Michael has a BA in History & American Studies and an MSc in American History from the University of Edinburgh. He comes from a proud military family and has spent most of his career as an educator in the Middle East and Asia. His passion is travel, and he seizes any opportunity to share his experiences in the most immersive way possible, whether at sea or on the land.

Taylor County, Texas

    T.W. Clark, E. Charles Suggs, Tom Amberson, Addie Lynn and Jim Ratliff, who were camped on Indian Creek about seven miles southwest of Brownwood, started out on the range and had gone only a short distance north, when they came in contact with twelve Indians. The red men ran over a ridge and the whites stopped on the divide about fifty yards away. The citizens were poorly armed, but fought the Indians until they "fired out" and then made a retreat, and some of the Indians followed. When the savages crowded too closely, T.W. Clark would draw his empty pistol and the Indians would fall back. One savage was riding a horse that had been stolen from "Dude" Lee, who lived about two miles south of Brownwood. After being followed a considerable distance, Tom Amberson was finally wounded in the wrist, so T.W. Clark reached over for his six-shooter. By this time, Tom Ratliff was wounded with an arrow. From here, the Indians turned back. When the four citizens reached camp, they summoned Dr. Baker of Brownwood, to wait on the wounded.
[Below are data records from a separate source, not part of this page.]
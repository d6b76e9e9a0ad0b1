//!
//! Lock-based Unbounded Queue
//!
//! A Michael-Scott linked queue in which the double-word compare-and-swap is
//! simulated with locks:
//!
//! - `head` and `tail` are `VersionedRef`s: a node pointer paired with a
//!   counter bumped on every successful swap, so a pointer that left and came
//!   back is still detected as changed
//! - each node's `(next, version)` pair lives behind that node's own mutex
//!
//! The list always starts with a sentinel; the first real item is
//! `head.next`. A dequeue moves `head` forward and takes the item out of the
//! new sentinel.
//!
//! Producers never block. Consumers waiting on an empty queue retry with
//! `thread::yield_now()` instead of parking, which trades CPU for latency
//! when producers keep up and wastes it when they do not. Use
//! `BoundedBuffer` when consumers routinely outrun producers.
//!

use std::sync::atomic::{AtomicUsize, Ordering};
use std::sync::{Arc, Mutex, MutexGuard, PoisonError};
use std::thread;
use std::time::{Duration, Instant};

use concord_std_core::{Cancelled, OfferError, SendError, check_cancelled};

use crate::channel::{Channel, Peek};

struct Link<T> {
    next: Option<Arc<Node<T>>>,
    version: u64,
}

struct Node<T> {
    item: Mutex<Option<T>>,
    link: Mutex<Link<T>>,
}

impl<T> Node<T> {
    fn new(item: Option<T>) -> Arc<Self> {
        Arc::new(Self {
            item: Mutex::new(item),
            link: Mutex::new(Link { next: None, version: 0 }),
        })
    }

    fn link(&self) -> MutexGuard<'_, Link<T>> {
        self.link.lock().unwrap_or_else(PoisonError::into_inner)
    }

    fn item(&self) -> MutexGuard<'_, Option<T>> {
        self.item.lock().unwrap_or_else(PoisonError::into_inner)
    }
}

/// A snapshot of a versioned pointer.
struct Stamped<T> {
    node: Arc<Node<T>>,
    version: u64,
}

struct VersionedRef<T> {
    cell: Mutex<Stamped<T>>,
}

impl<T> VersionedRef<T> {
    fn new(node: Arc<Node<T>>) -> Self {
        Self {
            cell: Mutex::new(Stamped { node, version: 0 }),
        }
    }

    fn cell(&self) -> MutexGuard<'_, Stamped<T>> {
        self.cell.lock().unwrap_or_else(PoisonError::into_inner)
    }

    fn load(&self) -> Stamped<T> {
        let cell = self.cell();
        Stamped {
            node: Arc::clone(&cell.node),
            version: cell.version,
        }
    }

    fn is(&self, expected: &Stamped<T>) -> bool {
        let cell = self.cell();
        cell.version == expected.version && Arc::ptr_eq(&cell.node, &expected.node)
    }

    /// Swing to `next` if still at `expected`. The version wraps on overflow.
    fn compare_and_set(&self, expected: &Stamped<T>, next: Arc<Node<T>>) -> bool {
        let mut cell = self.cell();
        if cell.version != expected.version || !Arc::ptr_eq(&cell.node, &expected.node) {
            return false;
        }
        cell.node = next;
        cell.version = cell.version.wrapping_add(1);
        true
    }
}

pub struct LinkedQueue<T> {
    head: VersionedRef<T>,
    tail: VersionedRef<T>,
    len: AtomicUsize,
}

impl<T> LinkedQueue<T> {
    pub fn new() -> Self {
        let sentinel = Node::new(None);
        Self {
            head: VersionedRef::new(Arc::clone(&sentinel)),
            tail: VersionedRef::new(sentinel),
            len: AtomicUsize::new(0),
        }
    }

    /// Approximate under concurrent use.
    pub fn len(&self) -> usize {
        self.len.load(Ordering::Acquire)
    }

    pub fn is_empty(&self) -> bool {
        self.len() == 0
    }

    /// Link `item` after the last node.
    pub fn enqueue(&self, item: T) {
        let node = Node::new(Some(item));
        self.len.fetch_add(1, Ordering::AcqRel);
        loop {
            let tail = self.tail.load();
            let mut link = tail.node.link();
            if !self.tail.is(&tail) {
                continue;
            }
            match link.next.clone() {
                None => {
                    link.next = Some(Arc::clone(&node));
                    link.version = link.version.wrapping_add(1);
                    drop(link);
                    // Losing this race is fine; whoever won advanced tail.
                    self.tail.compare_and_set(&tail, node);
                    return;
                }
                Some(next) => {
                    drop(link);
                    tracing::trace!("tail lagging, helping it forward");
                    self.tail.compare_and_set(&tail, next);
                }
            }
        }
    }

    /// One attempt to unlink the oldest item.
    pub fn try_take(&self) -> Option<T> {
        loop {
            let head = self.head.load();
            let tail = self.tail.load();
            let next = head.node.link().next.clone();
            if !self.head.is(&head) {
                continue;
            }
            let next = next?;
            if Arc::ptr_eq(&head.node, &tail.node) {
                self.tail.compare_and_set(&tail, next);
                continue;
            }
            if self.head.compare_and_set(&head, Arc::clone(&next)) {
                self.len.fetch_sub(1, Ordering::AcqRel);
                return next.item().take();
            }
            tracing::trace!("head moved under us, retrying dequeue");
        }
    }
}

impl<T> Default for LinkedQueue<T> {
    fn default() -> Self {
        Self::new()
    }
}

impl<T> Drop for LinkedQueue<T> {
    fn drop(&mut self) {
        // Unlink front to back so a long chain is not dropped recursively.
        let mut next = self.head.cell().node.link().next.take();
        while let Some(node) = next {
            next = node.link().next.take();
        }
    }
}

impl<T: Send> Channel<T> for LinkedQueue<T> {
    fn put(&self, item: T) -> Result<(), SendError<T>> {
        self.enqueue(item);
        Ok(())
    }

    fn offer(&self, item: T, _timeout: Duration) -> Result<(), OfferError<T>> {
        self.enqueue(item);
        Ok(())
    }

    fn take(&self) -> Result<T, Cancelled> {
        loop {
            if let Some(item) = self.try_take() {
                return Ok(item);
            }
            check_cancelled()?;
            thread::yield_now();
        }
    }

    fn poll(&self, timeout: Duration) -> Result<Option<T>, Cancelled> {
        let started = Instant::now();
        loop {
            if let Some(item) = self.try_take() {
                return Ok(Some(item));
            }
            if started.elapsed() >= timeout {
                return Ok(None);
            }
            check_cancelled()?;
            thread::yield_now();
        }
    }
}

impl<T: Clone + Send> Peek<T> for LinkedQueue<T> {
    fn peek(&self) -> Option<T> {
        let head = self.head.load();
        let next = head.node.link().next.clone()?;
        next.item().clone()
    }
}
    While the above four citizens were having their fight with the Indians, A.J. Carter, Shorty Brown and Bill Morrow were out hunting with dogs, heard the firing and came running to the camp. They were then joined by E. Suggs and Will Avery and took the Indian trail that led through Coleman County. From time to time, they picked up other white citizens from the scattered ranches and Sam Gholson, who had several cowboys, joined them. The Indians were followed to Colt's Canyon in Taylor County and overtaken the next day while they were eating breakfast at this point. The savages had killed two colts belonging to a Mr. Pickett, who lived not a great distance from Brownwood. And because of this incident, this place has since been known as Colt's Canyon. Here the citizens crowded the Indians so closely, they forced the twelve savages to run away on ten horses and they also recovered about forty-nine head of stolen ponies. According to reports, one or two Indians were also killed.

    Note: Author personally interviewed T.W. Clark, mentioned above, and other early settlers of that section.

The above story is from the book, The West Texas Frontier, by Joseph Carroll McConnell.